Control. What a wonderful word that is. When you consider how much control the parent of the student, or the student should it be an adult student, has it is astonishing how often a situation develops online where it is as if the student did not have any pre knowledge of the class, and is left in a flappery of no suitable place to sit, noisy family gathering ongoing, unable to locate any learning material, participating in an ongoing conflab with his/her mum/Dad/Wife/Grandma etc. Or, and this is the lowest scenario an online teacher can find him/herself in. The student is not even at home. The student is in a restaurant with more family than you can shake a stick at. Families who don’t stop talking to the student, who don’t stop talking to each other. Who actually talk more while the class is on than I think they would if the class wasn’t happening.

So what can I say about online teaching? Not a lot. It’s like teaching in the back of a taxi most of the time. The student is driving the taxi and is constantly being distracted by the road ahead. The journey ends when the student says it does, and you leave the taxi/class usually disoriented hoping that you have reached your destination and the driver is happy with the ride. If that is a confusing analogy it is because most classes online are exactly that. A ride in the dark. It is not all bad. In the next instalment I will paint a prettier picture of the online teaching experience.

Online classes lack atmosphere

I have been an online English second language teacher for just over a year. What have I noticed in that time that differentiates the online teaching classroom from the live classroom? There is one word that sums this up better than any other. Atmosphere. This relates to the fact that the teacher is not in the same room as the students. So the student can walk off, can eat their dinner, can spin on a chair. And there aint much you can do about it. This is all related to different students learning capabilities.

In the live classroom you would still get the students who couldn’t sit still. But the desk is a great controller of movement. Once a student is sat at a desk there is an unconscious submission to the power and control of the desk. No such control exists in the online virtual classroom. This causes issues of control. The main difference is the atmosphere. There is something very disconnected about the online classroom. In the classes I am doing for the company I am working for there is a real dearth of songs, videos and injections of interesting material that creates and maintains an atmosphere in the class.

Is the world ever going to allow normal anymore?

It seems that the TEFL industry’s future is going to be online. Not just the TEFL industry but most functioning industries will have to find an online presence that may or may not be functional for that industry. It is true that the TEFL teaching world does fit in somewhat to the riggers and restraints of online teaching. It is a language, and instruction around oral skill development. Though being online leads to a less expansive learning opportunity, it still facilitates an environment to progress.

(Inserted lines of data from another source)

mod common;

use common::{dec, draft};
use rust_decimal::Decimal;
use split_core::core::{ExpenseStore, Settlement};
use split_core::domain::{Party, SplitMethod};

#[test]
fn two_equal_splits_leave_roommate_owing() {
    let mut store = ExpenseStore::in_memory();
    store.add(draft("100", Party::Me, SplitMethod::Equally));
    store.add(draft("40", Party::Roommate, SplitMethod::Equally));

    let summary = store.summary();
    assert_eq!(summary.me.total_paid, dec("100"));
    assert_eq!(summary.roommate.total_paid, dec("40"));
    assert_eq!(summary.me.total_share, dec("70"));
    assert_eq!(summary.roommate.total_share, dec("70"));
    assert_eq!(summary.balance, dec("30"));
    assert_eq!(summary.roommate_balance(), dec("-30"));
    assert_eq!(summary.settlement(), Settlement::RoommateOwesMe(dec("30")));
}

#[test]
fn roommate_pays_for_something_only_i_use() {
    let mut store = ExpenseStore::in_memory();
    store.add(draft("50", Party::Roommate, SplitMethod::MeOwesFull));

    let summary = store.summary();
    assert_eq!(summary.me.total_share, dec("50"));
    assert_eq!(summary.roommate.total_share, Decimal::ZERO);
    assert_eq!(summary.me.total_paid, Decimal::ZERO);
    assert_eq!(summary.roommate.total_paid, dec("50"));
    assert_eq!(summary.balance, dec("-50"));
    assert_eq!(summary.settlement(), Settlement::MeOwesRoommate(dec("50")));
}

#[test]
fn mixed_ledger_keeps_mirror_and_share_totals() {
    let mut store = ExpenseStore::in_memory();
    let entries = [
        ("12.34", Party::Me, SplitMethod::Equally),
        ("0.01", Party::Roommate, SplitMethod::Equally),
        ("99.99", Party::Roommate, SplitMethod::RoommateOwesFull),
        ("7.50", Party::Me, SplitMethod::MeOwesFull),
        ("1200", Party::Me, SplitMethod::Equally),
    ];
    let mut total = Decimal::ZERO;
    for (amount, paid_by, split) in entries {
        total += dec(amount);
        store.add(draft(amount, paid_by, split));
    }

    let summary = store.summary();
    assert_eq!(summary.balance_for(Party::Me), -summary.balance_for(Party::Roommate));
    assert_eq!(summary.me.total_share + summary.roommate.total_share, total);
    assert_eq!(summary.me.total_paid + summary.roommate.total_paid, total);
}

#[test]
fn removing_everything_settles_up() {
    let mut store = ExpenseStore::in_memory();
    let expense = store.add(draft("25", Party::Me, SplitMethod::RoommateOwesFull));
    assert_eq!(store.summary().settlement(), Settlement::RoommateOwesMe(dec("25")));
    store.remove(&expense.id);
    assert_eq!(store.summary().settlement(), Settlement::Settled);
}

Imagine trying to learn bricklaying online. Or brain surgery. Or hairdressing. You see, these industries are not very conducive to distance screen learning. They require the presence of teacher and student in close proximity so that a technical skill can be learned. Should the world not fully return to the position it was in pre Covid 19 then the learning schools industry is going to be decimated and in the ashes there will be a lesser industry trying to keep it’s head above water and continue to breathe.